* PROBLEM REQUIREMENTS: In the records below, find the line that contains "let polls = self.telemetry.connect(&mut" and the line that contains "the boot-time connect.", then retype exactly those two lines and every line between them.

_____

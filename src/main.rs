//! FireWatch Firmware: Main Entry Point
//!
//! ```text
//! ┌──────────────────────────────────────────────────────────────┐
//! │                    Adapters (outer ring)                     │
//! │                                                              │
//! │  DhtSensorAdapter   HttpAdapter   MqttAdapter   Esp32Time    │
//! │  (SensorPort)       (HttpPort)    (Telemetry)   (ClockPort)  │
//! │  BuzzerDriver       LogEventSink  WifiAdapter                │
//! │  (AlarmActuator)    (EventSink)   (Connectivity)             │
//! │                                                              │
//! │  ──────────────── Port Trait Boundary ───────────────────    │
//! │                                                              │
//! │  ┌──────────────────────────────────────────────────────┐    │
//! │  │  MainLoop · TelemetryChannel · AlarmController       │    │
//! │  └──────────────────────────────────────────────────────┘    │
//! └──────────────────────────────────────────────────────────────┘
//! ```
#![deny(unused_must_use)]

use std::sync::Arc;

use anyhow::{Context, Result};
use esp_idf_hal::{delay::Ets, gpio::PinDriver, prelude::Peripherals};
use esp_idf_svc::{
    eventloop::EspSystemEventLoop,
    nvs::EspDefaultNvsPartition,
    wifi::{BlockingWifi, EspWifi},
};
use log::info;

use firewatch::adapters::hardware::DhtSensorAdapter;
use firewatch::adapters::http::HttpAdapter;
use firewatch::adapters::log_sink::LogEventSink;
use firewatch::adapters::mqtt::MqttAdapter;
use firewatch::adapters::time::Esp32TimeAdapter;
use firewatch::adapters::wifi::{ConnectivityPort, LINK_RETRY_MS, WifiAdapter, connect_blocking};
use firewatch::alarm::AlarmController;
use firewatch::app::main_loop::MainLoop;
use firewatch::config::DeviceConfig;
use firewatch::drivers::buzzer::BuzzerDriver;
use firewatch::drivers::hw_init;
use firewatch::events::InboundQueue;
use firewatch::sensors::dht::Dht22;

fn main() -> Result<()> {
    // ── 1. ESP-IDF bootstrap ──────────────────────────────────
    esp_idf_svc::sys::link_patches();
    esp_idf_logger::init()?;

    info!("╔══════════════════════════════════════╗");
    info!("║  FireWatch v{}                       ║", env!("CARGO_PKG_VERSION"));
    info!("╚══════════════════════════════════════╝");

    // ── 2. Build-time configuration ───────────────────────────
    let config = DeviceConfig::from_build_env().context("station configuration rejected")?;
    info!(
        "Config: user='{}' broker={}:{} every {} s",
        config.cloud_username, config.broker_host, config.broker_port, config.poll_interval_seconds
    );

    // ── 3. Peripherals ────────────────────────────────────────
    hw_init::init_peripherals(config.alarm_tone_hz).context("peripheral init failed")?;

    let peripherals = Peripherals::take()?;
    let sys_loop = EspSystemEventLoop::take()?;
    let nvs = EspDefaultNvsPartition::take()?;

    // ── 4. WiFi ───────────────────────────────────────────────
    let esp_wifi = EspWifi::new(peripherals.modem, sys_loop.clone(), Some(nvs))?;
    let mut wifi = WifiAdapter::new(BlockingWifi::wrap(esp_wifi, sys_loop)?);
    wifi.set_credentials(&config.network_ssid, &config.network_password)
        .context("WiFi credentials rejected")?;

    let mut clock = Esp32TimeAdapter::new();
    let attempts = connect_blocking(&mut wifi, &mut clock, LINK_RETRY_MS)?;
    info!("WiFi up after {} attempt(s)", attempts);

    // ── 5. Adapters ───────────────────────────────────────────
    // GPIO4 = pins::DHT_GPIO
    let dht_line = PinDriver::input_output_od(peripherals.pins.gpio4)?;
    let sensor = DhtSensorAdapter::new(Dht22::new(dht_line, Ets));

    let alarm = AlarmController::new(BuzzerDriver::new(), config.alarm_tone_hz);
    let transport = MqttAdapter::new(&config, Arc::new(InboundQueue::new()));
    let http = HttpAdapter::new();
    let mut log_sink = LogEventSink::new();

    // ── 6. Main loop ──────────────────────────────────────────
    let mut station = MainLoop::new(config, sensor, http, transport, clock);
    station.start(alarm, &mut log_sink)?;

    info!("System ready. Entering main loop.");
    station.run(&mut wifi, &mut log_sink)
}
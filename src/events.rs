//! Inbound feed event queue.
//!
//! Feed updates are produced on the MQTT client's event thread and
//! consumed by the main loop inside `TelemetryChannel::pump()`, which is
//! the only place subscription handlers run.
//!
//! ```text
//! ┌──────────────┐     ┌──────────────┐     ┌──────────────┐
//! │ MQTT event   │────▶│ InboundQueue │────▶│  pump()      │
//! │ thread       │     │  (bounded)   │     │  main loop   │
//! └──────────────┘     └──────────────┘     └──────────────┘
//! ```

use embassy_sync::blocking_mutex::raw::CriticalSectionRawMutex;
use embassy_sync::channel::Channel;

use crate::telemetry::feeds::FeedUpdate;

/// Maximum number of pending inbound updates.
pub const INBOUND_DEPTH: usize = 8;

/// Bounded multi-producer queue of [`FeedUpdate`]s.
///
/// Shared by reference (usually behind an `Arc`) between the transport's
/// callback and the main loop.
pub struct InboundQueue {
    channel: Channel<CriticalSectionRawMutex, FeedUpdate, INBOUND_DEPTH>,
}

impl Default for InboundQueue {
    fn default() -> Self {
        Self::new()
    }
}

impl InboundQueue {
    pub const fn new() -> Self {
        Self {
            channel: Channel::new(),
        }
    }

    /// Enqueue an update.  Safe to call from the transport thread.
    /// Returns `false` if the queue is full (update dropped).
    pub fn push(&self, update: FeedUpdate) -> bool {
        self.channel.try_send(update).is_ok()
    }

    /// Pop the oldest pending update.
    pub fn pop(&self) -> Option<FeedUpdate> {
        self.channel.try_receive().ok()
    }

    pub fn is_empty(&self) -> bool {
        self.channel.is_empty()
    }
}
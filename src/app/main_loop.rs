//! The station's polling loop.
//!
//! ```text
//!   start ─▶ connect telemetry ─▶ subscribe fire ─▶ request last fire
//!
//!   link  ─▶ tick ─▶ pump ─▶ sensor ─▶ weather ─▶ sleep(interval) ─┐
//!     ▲                                                            │
//!     └────────────────────────────────────────────────────────────┘
//! ```
//!
//! Scheduling is fixed-delay: the whole interval is slept after the body,
//! so the period drifts by however long the body took.

use log::info;

use super::events::AppEvent;
use crate::adapters::wifi::{ConnectivityPort, LINK_RETRY_MS, connect_blocking};
use super::ports::{ClockPort, EventSink, HttpPort, SensorPort, TelemetryPort};
use crate::config::DeviceConfig;
use crate::telemetry::feeds::{Feed, FeedValue};
use crate::telemetry::{FeedHandler, TelemetryChannel};
use crate::weather::WeatherClient;

pub struct MainLoop<S, H, T, C> {
    config: DeviceConfig,
    sensor: S,
    weather: WeatherClient<H>,
    telemetry: TelemetryChannel<T>,
    clock: C,
    iteration: u64,
}

impl<S, H, T, C> MainLoop<S, H, T, C>
where
    S: SensorPort,
    H: HttpPort,
    T: TelemetryPort,
    C: ClockPort,
{
    pub fn new(config: DeviceConfig, sensor: S, http: H, transport: T, clock: C) -> Self {
        Self {
            config,
            sensor,
            weather: WeatherClient::new(http),
            telemetry: TelemetryChannel::new(transport),
            clock,
            iteration: 0,
        }
    }

    /// Bring the telemetry session up and wire `alarm` to the `fire` feed.
    ///
    /// Blocks until the broker is reachable.
    pub fn start(
        &mut self,
        alarm: impl FeedHandler + 'static,
        sink: &mut impl EventSink,
    ) -> crate::error::Result<()> {
        sink.emit(&AppEvent::Started {
            interval_secs: self.config.poll_interval_seconds,
        });

        let polls = self.telemetry.connect(&mut self.clock);
        sink.emit(&AppEvent::TelemetryConnected { polls });

        self.telemetry.subscribe_on_change(Feed::Fire, Box::new(alarm))?;
        if self.config.sync_fire_on_start {
            self.telemetry.request_current(Feed::Fire);
        }
        Ok(())
    }

    /// Re-associate `link` if it dropped since the last iteration.  Blocks
    /// until the AP answers, like the boot-time connect.
    pub fn maintain_link(&mut self, link: &mut impl ConnectivityPort, sink: &mut impl EventSink) {
        if link.is_connected() {
            return;
        }
        sink.emit(&AppEvent::LinkLost);
        match connect_blocking(link, &mut self.clock, LINK_RETRY_MS) {
            Ok(attempts) => sink.emit(&AppEvent::LinkRestored { attempts }),
            Err(e) => sink.emit(&AppEvent::LinkFailed(e)),
        }
    }

    /// One loop iteration, including the trailing sleep.
    pub fn tick(&mut self, sink: &mut impl EventSink) {
        let started = self.clock.uptime_ms();

        let delivered = self.telemetry.pump();
        if delivered > 0 {
            sink.emit(&AppEvent::UpdatesDelivered(delivered));
        }

        let sample = self.sensor.read();
        sink.emit(&AppEvent::SensorSampled(sample));
        if sample.valid {
            self.telemetry.publish(Feed::Temperature, FeedValue::Float(sample.temperature));
            self.telemetry.publish(Feed::Humidity, FeedValue::Float(sample.humidity));
        }

        match self.weather.fetch(&self.config.weather_endpoint) {
            Ok(report) => {
                sink.emit(&AppEvent::WeatherFetched(report));
                if let Some(t) = report.temperature {
                    self.telemetry.publish(Feed::ApiTemp, FeedValue::Float(t));
                }
                if let Some(h) = report.humidity {
                    self.telemetry.publish(Feed::ApiHumidity, FeedValue::Float(h));
                }
            }
            Err(e) => sink.emit(&AppEvent::WeatherFailed(e)),
        }

        self.iteration += 1;
        let body_ms = self.clock.uptime_ms().saturating_sub(started);
        sink.emit(&AppEvent::IterationComplete {
            iteration: self.iteration,
            body_ms,
        });

        self.clock.sleep_ms(self.config.poll_interval_ms());
    }

    /// Run forever, checking `link` before every iteration.
    pub fn run(mut self, link: &mut impl ConnectivityPort, sink: &mut impl EventSink) -> ! {
        info!(
            "Main loop running, {} s between iterations",
            self.config.poll_interval_seconds
        );
        loop {
            self.maintain_link(link, sink);
            self.tick(sink);
        }
    }

    pub fn iteration(&self) -> u64 {
        self.iteration
    }

    pub fn telemetry(&self) -> &TelemetryChannel<T> {
        &self.telemetry
    }

    pub fn telemetry_mut(&mut self) -> &mut TelemetryChannel<T> {
        &mut self.telemetry
    }

    pub fn sensor(&self) -> &S {
        &self.sensor
    }

    pub fn weather(&self) -> &WeatherClient<H> {
        &self.weather
    }
}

_____

* FINISHED TASK:
        let polls = self.telemetry.connect(&mut self.clock);
        sink.emit(&AppEvent::TelemetryConnected { polls });

        self.telemetry.subscribe_on_change(Feed::Fire, Box::new(alarm))?;
        if self.config.sync_fire_on_start {
            self.telemetry.request_current(Feed::Fire);
        }
        Ok(())
    }

    /// Re-associate `link` if it dropped since the last iteration.  Blocks
    /// until the AP answers, like the boot-time connect.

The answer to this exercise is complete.